● **TRY IT**
Reproduce, exactly and in full, only the lines below from the one containing "pub fn ok(count: usize)" through the one containing "pub mod routes;".

● **EXERCISE DATA**
· · · · · · ·
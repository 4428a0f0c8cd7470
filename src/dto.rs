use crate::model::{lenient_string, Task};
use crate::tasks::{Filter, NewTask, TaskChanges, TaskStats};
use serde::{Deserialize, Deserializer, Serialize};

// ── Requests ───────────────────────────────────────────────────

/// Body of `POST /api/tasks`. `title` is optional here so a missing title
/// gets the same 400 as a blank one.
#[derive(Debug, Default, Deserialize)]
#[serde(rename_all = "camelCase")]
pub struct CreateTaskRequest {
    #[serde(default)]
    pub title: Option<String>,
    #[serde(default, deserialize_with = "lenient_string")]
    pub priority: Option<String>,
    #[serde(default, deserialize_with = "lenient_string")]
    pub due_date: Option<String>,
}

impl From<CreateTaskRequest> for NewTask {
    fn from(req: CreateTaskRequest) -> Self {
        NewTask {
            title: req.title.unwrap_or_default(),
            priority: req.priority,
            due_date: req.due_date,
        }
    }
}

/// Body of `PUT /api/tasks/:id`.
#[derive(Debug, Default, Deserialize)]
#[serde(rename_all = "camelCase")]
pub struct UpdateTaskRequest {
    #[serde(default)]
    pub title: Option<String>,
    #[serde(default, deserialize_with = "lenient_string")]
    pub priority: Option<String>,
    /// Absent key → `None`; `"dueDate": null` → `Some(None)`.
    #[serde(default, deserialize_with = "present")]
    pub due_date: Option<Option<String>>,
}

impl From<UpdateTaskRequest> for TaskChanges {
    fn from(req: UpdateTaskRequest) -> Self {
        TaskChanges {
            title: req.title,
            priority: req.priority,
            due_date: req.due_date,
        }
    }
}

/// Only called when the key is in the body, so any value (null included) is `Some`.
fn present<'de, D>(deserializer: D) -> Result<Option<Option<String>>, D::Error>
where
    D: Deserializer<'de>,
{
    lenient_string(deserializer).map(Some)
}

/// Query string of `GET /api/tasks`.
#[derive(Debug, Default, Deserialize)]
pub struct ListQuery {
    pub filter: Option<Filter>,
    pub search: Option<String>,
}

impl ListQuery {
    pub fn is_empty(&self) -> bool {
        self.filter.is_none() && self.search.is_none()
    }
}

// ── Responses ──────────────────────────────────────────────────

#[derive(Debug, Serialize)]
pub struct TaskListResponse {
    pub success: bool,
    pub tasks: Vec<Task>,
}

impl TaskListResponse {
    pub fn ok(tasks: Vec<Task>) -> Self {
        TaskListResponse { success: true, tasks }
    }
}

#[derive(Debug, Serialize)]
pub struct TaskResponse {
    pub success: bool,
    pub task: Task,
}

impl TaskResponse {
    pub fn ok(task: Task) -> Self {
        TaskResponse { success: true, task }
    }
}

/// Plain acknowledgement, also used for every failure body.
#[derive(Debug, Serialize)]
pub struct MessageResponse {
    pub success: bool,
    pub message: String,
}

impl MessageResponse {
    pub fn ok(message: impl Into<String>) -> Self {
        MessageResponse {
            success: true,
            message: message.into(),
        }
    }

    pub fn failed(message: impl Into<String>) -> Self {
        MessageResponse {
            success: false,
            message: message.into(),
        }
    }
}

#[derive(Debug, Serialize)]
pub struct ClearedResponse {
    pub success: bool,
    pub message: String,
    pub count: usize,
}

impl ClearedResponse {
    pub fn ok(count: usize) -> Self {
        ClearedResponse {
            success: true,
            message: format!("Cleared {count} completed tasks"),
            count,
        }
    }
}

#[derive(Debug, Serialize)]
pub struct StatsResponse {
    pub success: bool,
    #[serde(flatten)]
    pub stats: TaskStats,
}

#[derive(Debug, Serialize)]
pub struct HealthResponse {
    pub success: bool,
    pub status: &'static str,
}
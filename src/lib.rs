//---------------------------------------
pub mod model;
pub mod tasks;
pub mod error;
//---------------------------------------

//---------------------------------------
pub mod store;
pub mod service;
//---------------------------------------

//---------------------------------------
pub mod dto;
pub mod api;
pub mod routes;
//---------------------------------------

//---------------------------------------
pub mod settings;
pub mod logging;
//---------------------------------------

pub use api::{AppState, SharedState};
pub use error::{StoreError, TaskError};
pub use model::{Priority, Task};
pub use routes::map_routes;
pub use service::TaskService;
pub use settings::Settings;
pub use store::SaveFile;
· · · · · · ·
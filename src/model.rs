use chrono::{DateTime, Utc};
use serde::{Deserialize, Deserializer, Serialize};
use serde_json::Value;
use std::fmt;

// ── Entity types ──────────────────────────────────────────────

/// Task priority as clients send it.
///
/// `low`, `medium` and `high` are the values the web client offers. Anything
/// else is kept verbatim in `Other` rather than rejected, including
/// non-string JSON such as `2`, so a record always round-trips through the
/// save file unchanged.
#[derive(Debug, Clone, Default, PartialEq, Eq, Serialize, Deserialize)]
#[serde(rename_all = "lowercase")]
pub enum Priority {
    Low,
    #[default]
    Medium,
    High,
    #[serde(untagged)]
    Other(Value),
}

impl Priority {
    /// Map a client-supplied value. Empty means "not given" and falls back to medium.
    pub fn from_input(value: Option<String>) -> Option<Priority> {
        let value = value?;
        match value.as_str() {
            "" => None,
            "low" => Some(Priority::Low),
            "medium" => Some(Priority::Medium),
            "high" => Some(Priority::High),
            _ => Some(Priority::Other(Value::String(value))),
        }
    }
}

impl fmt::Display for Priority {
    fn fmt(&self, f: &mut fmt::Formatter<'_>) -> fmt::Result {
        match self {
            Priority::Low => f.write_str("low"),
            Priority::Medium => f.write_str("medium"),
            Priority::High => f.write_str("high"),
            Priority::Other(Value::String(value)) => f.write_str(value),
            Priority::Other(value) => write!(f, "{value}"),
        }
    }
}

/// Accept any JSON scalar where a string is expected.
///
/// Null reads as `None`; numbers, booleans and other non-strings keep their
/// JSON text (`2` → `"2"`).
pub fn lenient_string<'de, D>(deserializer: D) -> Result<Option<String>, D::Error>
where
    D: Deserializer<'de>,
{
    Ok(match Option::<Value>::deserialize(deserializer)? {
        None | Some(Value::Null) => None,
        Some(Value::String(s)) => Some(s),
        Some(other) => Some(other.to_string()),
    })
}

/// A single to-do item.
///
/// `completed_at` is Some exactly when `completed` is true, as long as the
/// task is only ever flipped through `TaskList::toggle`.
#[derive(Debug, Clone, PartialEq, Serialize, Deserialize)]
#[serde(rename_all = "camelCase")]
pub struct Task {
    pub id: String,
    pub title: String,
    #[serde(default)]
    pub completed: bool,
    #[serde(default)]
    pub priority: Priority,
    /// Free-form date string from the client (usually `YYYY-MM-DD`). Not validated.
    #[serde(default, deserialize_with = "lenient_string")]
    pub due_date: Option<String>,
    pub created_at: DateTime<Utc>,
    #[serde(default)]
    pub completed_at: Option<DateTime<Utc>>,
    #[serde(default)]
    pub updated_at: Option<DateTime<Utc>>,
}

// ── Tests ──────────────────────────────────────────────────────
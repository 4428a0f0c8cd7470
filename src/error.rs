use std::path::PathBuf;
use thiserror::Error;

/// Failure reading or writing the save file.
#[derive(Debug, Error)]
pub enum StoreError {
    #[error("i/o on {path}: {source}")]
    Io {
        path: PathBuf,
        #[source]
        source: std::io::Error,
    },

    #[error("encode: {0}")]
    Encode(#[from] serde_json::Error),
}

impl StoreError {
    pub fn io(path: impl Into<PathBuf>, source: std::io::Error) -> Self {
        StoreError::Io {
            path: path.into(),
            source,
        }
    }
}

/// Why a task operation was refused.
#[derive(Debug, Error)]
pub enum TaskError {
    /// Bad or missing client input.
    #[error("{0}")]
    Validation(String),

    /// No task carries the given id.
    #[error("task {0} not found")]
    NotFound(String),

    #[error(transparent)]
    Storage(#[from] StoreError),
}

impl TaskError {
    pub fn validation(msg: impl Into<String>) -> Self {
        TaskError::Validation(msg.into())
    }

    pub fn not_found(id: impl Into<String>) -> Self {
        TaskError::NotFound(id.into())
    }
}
· · · · · · ·
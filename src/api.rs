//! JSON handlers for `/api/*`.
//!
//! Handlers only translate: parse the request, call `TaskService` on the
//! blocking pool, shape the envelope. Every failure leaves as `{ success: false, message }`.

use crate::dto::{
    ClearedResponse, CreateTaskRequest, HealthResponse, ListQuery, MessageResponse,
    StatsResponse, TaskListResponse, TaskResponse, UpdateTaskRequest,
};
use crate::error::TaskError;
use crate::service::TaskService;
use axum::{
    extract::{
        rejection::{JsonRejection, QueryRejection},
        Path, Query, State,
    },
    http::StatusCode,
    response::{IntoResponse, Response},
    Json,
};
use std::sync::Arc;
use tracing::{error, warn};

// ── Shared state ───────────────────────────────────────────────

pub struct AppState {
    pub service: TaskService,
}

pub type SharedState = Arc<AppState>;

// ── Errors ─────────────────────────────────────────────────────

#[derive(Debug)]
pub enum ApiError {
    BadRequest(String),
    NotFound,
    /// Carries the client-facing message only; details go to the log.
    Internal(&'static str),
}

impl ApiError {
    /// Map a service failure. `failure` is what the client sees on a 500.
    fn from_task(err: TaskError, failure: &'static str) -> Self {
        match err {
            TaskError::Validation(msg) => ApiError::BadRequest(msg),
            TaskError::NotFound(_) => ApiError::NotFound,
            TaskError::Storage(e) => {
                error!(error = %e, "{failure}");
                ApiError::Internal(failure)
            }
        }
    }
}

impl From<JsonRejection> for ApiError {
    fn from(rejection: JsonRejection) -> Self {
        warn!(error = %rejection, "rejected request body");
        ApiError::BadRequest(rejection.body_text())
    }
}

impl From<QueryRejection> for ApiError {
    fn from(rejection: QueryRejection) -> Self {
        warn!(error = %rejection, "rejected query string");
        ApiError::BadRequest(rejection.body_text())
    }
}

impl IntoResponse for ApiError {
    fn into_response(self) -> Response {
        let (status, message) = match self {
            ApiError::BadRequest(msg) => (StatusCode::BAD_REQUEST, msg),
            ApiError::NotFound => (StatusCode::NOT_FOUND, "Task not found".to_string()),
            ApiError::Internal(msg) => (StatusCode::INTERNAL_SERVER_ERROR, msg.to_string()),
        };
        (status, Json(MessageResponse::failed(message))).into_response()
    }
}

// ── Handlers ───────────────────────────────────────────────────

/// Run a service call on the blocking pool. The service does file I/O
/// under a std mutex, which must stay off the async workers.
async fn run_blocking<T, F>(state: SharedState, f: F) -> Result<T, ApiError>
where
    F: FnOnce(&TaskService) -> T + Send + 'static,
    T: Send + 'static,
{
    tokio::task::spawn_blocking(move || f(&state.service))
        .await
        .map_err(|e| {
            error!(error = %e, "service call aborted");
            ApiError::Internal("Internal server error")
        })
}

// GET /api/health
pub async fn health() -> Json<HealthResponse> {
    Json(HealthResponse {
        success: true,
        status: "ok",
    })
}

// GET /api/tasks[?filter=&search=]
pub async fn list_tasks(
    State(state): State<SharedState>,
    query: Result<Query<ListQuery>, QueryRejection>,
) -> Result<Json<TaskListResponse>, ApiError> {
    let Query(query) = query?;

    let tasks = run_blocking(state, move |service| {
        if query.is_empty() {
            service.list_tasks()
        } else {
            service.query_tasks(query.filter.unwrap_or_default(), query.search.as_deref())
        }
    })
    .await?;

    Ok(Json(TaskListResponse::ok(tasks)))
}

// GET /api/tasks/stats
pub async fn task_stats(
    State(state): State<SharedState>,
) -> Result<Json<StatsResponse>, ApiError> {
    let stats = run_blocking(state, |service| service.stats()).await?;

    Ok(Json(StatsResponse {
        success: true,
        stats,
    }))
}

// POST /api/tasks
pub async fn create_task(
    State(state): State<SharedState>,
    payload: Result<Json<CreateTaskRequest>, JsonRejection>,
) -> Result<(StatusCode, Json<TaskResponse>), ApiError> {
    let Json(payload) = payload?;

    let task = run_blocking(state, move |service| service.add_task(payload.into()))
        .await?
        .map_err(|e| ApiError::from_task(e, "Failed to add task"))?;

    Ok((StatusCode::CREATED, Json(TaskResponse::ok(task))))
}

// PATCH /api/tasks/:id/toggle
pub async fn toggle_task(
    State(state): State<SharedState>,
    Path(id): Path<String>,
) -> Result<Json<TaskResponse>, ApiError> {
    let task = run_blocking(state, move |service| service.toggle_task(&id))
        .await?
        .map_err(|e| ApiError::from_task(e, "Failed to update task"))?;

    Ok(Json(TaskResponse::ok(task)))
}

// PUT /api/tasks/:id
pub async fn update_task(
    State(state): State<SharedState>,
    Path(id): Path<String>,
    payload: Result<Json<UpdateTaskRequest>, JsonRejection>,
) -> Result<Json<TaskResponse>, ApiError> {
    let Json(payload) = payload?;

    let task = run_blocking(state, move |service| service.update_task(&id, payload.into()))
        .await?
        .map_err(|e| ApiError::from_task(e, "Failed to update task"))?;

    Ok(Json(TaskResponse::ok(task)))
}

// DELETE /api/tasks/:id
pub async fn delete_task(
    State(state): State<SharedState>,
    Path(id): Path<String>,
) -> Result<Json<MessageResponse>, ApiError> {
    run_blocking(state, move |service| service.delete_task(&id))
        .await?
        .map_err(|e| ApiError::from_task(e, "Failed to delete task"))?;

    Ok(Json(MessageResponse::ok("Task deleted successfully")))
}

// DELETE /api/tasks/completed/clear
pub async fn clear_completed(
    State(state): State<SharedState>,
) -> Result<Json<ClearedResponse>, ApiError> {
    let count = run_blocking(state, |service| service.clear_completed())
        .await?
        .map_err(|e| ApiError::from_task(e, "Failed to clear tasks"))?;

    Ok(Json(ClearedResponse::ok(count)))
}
· · · · · · ·
● **THE COMPLETED TASK**
    pub fn ok(count: usize) -> Self {
        ClearedResponse {
            success: true,
            message: format!("Cleared {count} completed tasks"),
            count,
        }
    }
}

#[derive(Debug, Serialize)]
pub struct StatsResponse {
    pub success: bool,
    #[serde(flatten)]
    pub stats: TaskStats,
}

#[derive(Debug, Serialize)]
pub struct HealthResponse {
    pub success: bool,
    pub status: &'static str,
}
filename src/lib.rs
//---------------------------------------
pub mod model;
pub mod tasks;
pub mod error;
//---------------------------------------

//---------------------------------------
pub mod store;
pub mod service;
//---------------------------------------

//---------------------------------------
pub mod dto;
pub mod api;
pub mod routes;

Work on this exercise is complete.